Re: [PATCH v3 0/7] mux controller abstraction and iio/i2c muxes
On 11/21/2016 02:17 PM, Peter Rosin wrote: [...] > I have a piece of hardware that is using the same 3 GPIO pins > to control four 8-way muxes. Three of them control ADC lines > to an ADS1015 chip with an iio driver, and the last one > controls the SDA line of an i2c bus. We have some deployed > code to handle this, but you do not want to see it or ever > hear about it. I'm not sure why I even mention it. Anyway, > the situation has nagged me to no end for quite some time. > > So, after first getting more intimate with the i2c muxing code > and later discovering the drivers/iio/inkern.c file and > writing a couple of drivers making use of it, I came up with > what I think is an acceptable solution; add a generic mux > controller driver (and subsystem) that is shared between all > instances, and combine that with an iio mux driver and a new > generic i2c mux driver. The new i2c mux I called "simple" > since it is only hooking the i2c muxing and the new mux > controller (much like the alsa simple card driver does for ASoC). While abstracting this properly is all nice and good and the way it should be done, but it also adds a lot of complexity and the devicetree adds a lot of restrictions on what can actually be represented. There is a certain point where the fabric on a PCB becomes so complex that it deserves to be a device on its own (like the audio fabric drivers). Especially when the hardware is built with a certain application in mind and the driver is supposed to impose policy which reflects this application.

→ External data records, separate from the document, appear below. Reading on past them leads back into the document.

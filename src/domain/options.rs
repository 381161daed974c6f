//! Help options: the pluggable policy used by collection, rendering and `with_help`

use std::fmt;
use std::rc::Rc;

use crate::domain::annotation::Annotator;
use crate::domain::entities::HelpEntry;
use crate::domain::render::{render_entry, sort_entries};
use crate::domain::value::{Thunk, Value};

/// Header prepended to the rendered help text by the default wrapper.
pub const DEFAULT_HEADER: &str = "Available targets:";

pub type Predicate = Rc<dyn Fn(&Value) -> bool>;
pub type PrepareEntries = Rc<dyn Fn(Vec<HelpEntry>) -> Vec<HelpEntry>>;
pub type RenderEntry = Rc<dyn Fn(&HelpEntry) -> Vec<String>>;
pub type Wrapper = Rc<dyn Fn(&str) -> String>;
pub type Throw = Rc<dyn Fn(String) -> Value>;

#[derive(Clone)]
pub struct HelpOptions {
    /// Annotation constructor handed to tree builders.
    pub annotate: Annotator,
    /// Attribute carrying the help text in the finished tree.
    pub help_attribute: String,
    /// Attribute aliasing the whole erased tree.
    pub all_attribute: String,
    /// Turns the rendered entries into the final message.
    pub wrapper: Wrapper,
    /// Turns the final message into the help attribute's value.
    pub throw: Throw,
    /// Only list annotated positions; no unannotated leaves.
    pub annotated_attrs_only: bool,
    /// Mappings for which unannotated leaves are never listed.
    pub should_skip: Predicate,
    /// Path prefix for every collected entry.
    pub base_path: Vec<String>,
    pub prepare_entries: PrepareEntries,
    pub render_entry: RenderEntry,
    /// Appended after the collected entries.
    pub additional_entries: Vec<HelpEntry>,
}

impl Default for HelpOptions {
    fn default() -> Self {
        Self {
            annotate: Annotator::deep(),
            help_attribute: "help".to_string(),
            all_attribute: "all".to_string(),
            wrapper: header_wrapper(DEFAULT_HEADER),
            throw: Rc::new(throw_message),
            annotated_attrs_only: true,
            should_skip: Rc::new(Value::is_artifact),
            base_path: Vec::new(),
            prepare_entries: Rc::new(sort_entries),
            render_entry: Rc::new(render_entry),
            additional_entries: Vec::new(),
        }
    }
}

impl HelpOptions {
    /// Help attribute evaluates to the text itself instead of failing with it.
    pub fn returning_text(mut self) -> Self {
        self.throw = Rc::new(|message| Value::Str(message));
        self
    }

    pub fn with_annotator(mut self, annotate: Annotator) -> Self {
        self.annotate = annotate;
        self
    }

    pub fn with_help_attribute(mut self, name: impl Into<String>) -> Self {
        self.help_attribute = name.into();
        self
    }

    pub fn with_all_attribute(mut self, name: impl Into<String>) -> Self {
        self.all_attribute = name.into();
        self
    }

    pub fn with_header(mut self, header: impl Into<String>) -> Self {
        self.wrapper = header_wrapper(header);
        self
    }

    pub fn with_wrapper(mut self, wrapper: impl Fn(&str) -> String + 'static) -> Self {
        self.wrapper = Rc::new(wrapper);
        self
    }

    pub fn with_throw(mut self, throw: impl Fn(String) -> Value + 'static) -> Self {
        self.throw = Rc::new(throw);
        self
    }

    pub fn with_annotated_attrs_only(mut self, only: bool) -> Self {
        self.annotated_attrs_only = only;
        self
    }

    pub fn with_should_skip(mut self, should_skip: impl Fn(&Value) -> bool + 'static) -> Self {
        self.should_skip = Rc::new(should_skip);
        self
    }

    pub fn with_base_path<S: Into<String>>(
        mut self,
        base_path: impl IntoIterator<Item = S>,
    ) -> Self {
        self.base_path = base_path.into_iter().map(Into::into).collect();
        self
    }

    pub fn with_prepare_entries(
        mut self,
        prepare: impl Fn(Vec<HelpEntry>) -> Vec<HelpEntry> + 'static,
    ) -> Self {
        self.prepare_entries = Rc::new(prepare);
        self
    }

    pub fn with_render_entry(
        mut self,
        render: impl Fn(&HelpEntry) -> Vec<String> + 'static,
    ) -> Self {
        self.render_entry = Rc::new(render);
        self
    }

    pub fn with_additional_entries(mut self, entries: Vec<HelpEntry>) -> Self {
        self.additional_entries = entries;
        self
    }
}

impl fmt::Debug for HelpOptions {
    fn fmt(&self, f: &mut fmt::Formatter<'_>) -> fmt::Result {
        f.debug_struct("HelpOptions")
            .field("help_attribute", &self.help_attribute)
            .field("all_attribute", &self.all_attribute)
            .field("annotated_attrs_only", &self.annotated_attrs_only)
            .field("base_path", &self.base_path)
            .field("additional_entries", &self.additional_entries.len())
            .finish_non_exhaustive()
    }
}

/// Default `throw`: a value that fails with `message` when forced.
pub fn throw_message(message: String) -> Value {
    Value::Thunk(Thunk::failing(message))
}

fn header_wrapper(header: impl Into<String>) -> Wrapper {
    let header = header.into();
    Rc::new(move |text: &str| {
        if header.is_empty() {
            text.to_string()
        } else {
            format!("{header}\n\n{text}")
        }
    })
}
//! Target tree service
//!
//! Loads target files and answers help, listing and lookup requests.

use std::path::Path;
use std::sync::Arc;

use tracing::{debug, instrument};

use crate::application::help::{try_with_help, SelfRef};
use crate::application::loader::{parse_targets, TargetLoader};
use crate::application::{ApplicationError, ApplicationResult, IoResultExt};
use crate::config::Settings;
use crate::domain::{collect_help_entries, erase, parse_attr_path, HelpEntry, HelpOptions, Value};
use crate::infrastructure::traits::FileSystem;

/// What to include in rendered help.
#[derive(Debug, Clone, Default, PartialEq, Eq)]
pub struct DocRequest {
    /// List unannotated leaves as well.
    pub all: bool,
    /// Dotted prefix for every listed path.
    pub base_path: Option<String>,
    /// Omit the header.
    pub raw: bool,
}

/// Service for loading and documenting target trees.
pub struct TargetService {
    fs: Arc<dyn FileSystem>,
    settings: Arc<Settings>,
}

impl TargetService {
    /// Create a new target service.
    pub fn new(fs: Arc<dyn FileSystem>, settings: Arc<Settings>) -> Self {
        Self { fs, settings }
    }

    /// Help options derived from the effective settings.
    pub fn options(&self) -> HelpOptions {
        self.settings.help_options()
    }

    /// Load a target file into its public tree (erased, with help and all attributes).
    pub fn load(&self, file: &Path, options: &HelpOptions) -> ApplicationResult<Value> {
        let table = self.read_targets(file)?;
        try_with_help(options, |self_ref, annotator| {
            TargetLoader::new(self_ref, annotator).load_table(&table)
        })
    }

    /// The help text carried by the help attribute.
    #[instrument(skip(self))]
    pub fn doc(&self, file: &Path, request: &DocRequest) -> ApplicationResult<String> {
        let options = self.doc_options(request)?;
        let tree = self.load(file, &options)?;
        match tree.select(&[options.help_attribute.as_str()])? {
            Value::Str(text) => Ok(text),
            other => Err(ApplicationError::Config {
                message: format!(
                    "help attribute '{}' evaluated to {}, expected a string",
                    options.help_attribute,
                    other.type_name()
                ),
            }),
        }
    }

    /// Help entries in render order.
    #[instrument(skip(self))]
    pub fn entries(&self, file: &Path, all: bool) -> ApplicationResult<Vec<HelpEntry>> {
        let options = self
            .options()
            .with_annotated_attrs_only(self.settings.annotated_attrs_only && !all);
        let table = self.read_targets(file)?;

        let self_ref = SelfRef::new();
        let raw = TargetLoader::new(&self_ref, &options.annotate).load_table(&table)?;
        self_ref.finalize(erase(&raw));

        let entries = (options.prepare_entries)(collect_help_entries(&options, &raw));
        debug!("entries: {} documented paths", entries.len());
        Ok(entries)
    }

    /// Value at a dotted path of the public tree, forced all the way down.
    ///
    /// Forcing the help attribute fails with the help text; so does any
    /// failing value below `path`.
    #[instrument(skip(self))]
    pub fn get(&self, file: &Path, path: &str) -> ApplicationResult<Value> {
        Ok(self.lookup(file, path)?.force_deep()?)
    }

    /// Value at a dotted path of the public tree, forced only at the top.
    ///
    /// Nested thunks stay deferred, so failures below `path` do not abort.
    #[instrument(skip(self))]
    pub fn lookup(&self, file: &Path, path: &str) -> ApplicationResult<Value> {
        let segments = parse_attr_path(path)?;
        let tree = self.load(file, &self.options())?;
        Ok(tree.select(&segments)?)
    }

    fn doc_options(&self, request: &DocRequest) -> ApplicationResult<HelpOptions> {
        let mut options = self
            .options()
            .returning_text()
            .with_annotated_attrs_only(self.settings.annotated_attrs_only && !request.all);
        if let Some(base_path) = &request.base_path {
            options = options.with_base_path(parse_attr_path(base_path)?);
        }
        if request.raw {
            options = options.with_header("");
        }
        Ok(options)
    }

    fn read_targets(&self, file: &Path) -> ApplicationResult<toml::Table> {
        debug!("read_targets: file={}", file.display());
        if !self.fs.is_file(file) {
            return Err(ApplicationError::TargetsNotFound(file.to_path_buf()));
        }
        let content = self
            .fs
            .read_to_string(file)
            .with_path_context("read targets file", file)?;
        parse_targets(&content, file)
    }
}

The latter can often not properly be described with the primitives the devicetree can offer. And I think your setup is very borderline what can be done in a declarative way only and it adds a lot of complexity over a more imperative solution in form of a driver. I think it is worth investigating about having a driver that is specific to your fabric and handles the interdependencies of the discrete components.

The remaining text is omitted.